In vivo methods for percutaneous absorption measurements

Abstract

There is a persistent belief that skin viability has little importance in percutaneous absorption. This concept of skin as a passive membrane has led to the domination of the study of percutaneous absorption by laws of mass action and physical diffusion. This concept has also led investigators to use skin excised from cadavers (human and animal) and then to physically (e.g., by freezing or heat separation) and chemically isolate skin sheets or sections and determine chemical diffusion across these treated tissues. A recent study shows that these methods destroy skin viability (1). Human skin viability currently can be maintained for up to a week under the proper conditions. A consequence of this earlier concept was the designation of the stratum corneum as the barrier to percutaneous absorption. Many compounds such as low-molecular-weight alcohols were studied, and the barrier properties of the isolated stratum corneum were demonstrated for these chemicals. It has then been assumed that the stratum corneum is the primary barrier for all compounds.
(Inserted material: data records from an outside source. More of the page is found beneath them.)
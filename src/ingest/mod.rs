//! ingest
//!
//! Obtaining the CLI spec from the spec-producing binary.
//!
//! # Architecture
//!
//! The `SpecSource` trait is the seam between the pipeline and the external
//! process. The pipeline only sees parsed, validated specs.
//!
//! Two documents are requested:
//! - the full command tree (`<binary> --spec`), required
//! - extended metadata for the root command (`<binary> <root> --spec`),
//!   optional; failures degrade to an empty [`ExtendedSpec`]
//!
//! # Modules
//!
//! - `traits`: `SpecSource` trait and `IngestError`
//! - [`process`]: runs the binary as a child process
//! - [`mock`]: in-memory source for deterministic testing
//!
//! [`ExtendedSpec`]: crate::core::spec::ExtendedSpec

pub mod mock;
pub mod process;
mod traits;

pub use traits::*;

use tracing::debug;

use crate::core::spec::{CommandPath, ExtendedSpec};

/// Fetch extended metadata, degrading to empty on any failure.
///
/// Returns the metadata plus the error that caused degradation, if any,
/// so callers can surface it.
pub fn load_extended(
    source: &dyn SpecSource,
    root: &CommandPath,
) -> (ExtendedSpec, Option<IngestError>) {
    match source.extended_spec(root) {
        Ok(extended) => (extended, None),
        Err(err) => {
            debug!(root = %root, error = %err, "extended spec unavailable, using empty defaults");
            (ExtendedSpec::default(), Some(err))
        }
    }
}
The need to study percutaneous absorption has its reality in dermatotoxicity, by which compounds pose a threat to human health, and in dermatopharmacology, for which drugs need to be delivered into and through the skin to treat disease both locally (skin disease) and systemically (transdermal delivery). Most compounds and defined drugs that are of interest and concern in dermatotoxicology and dermatopharmacology are lipophilic.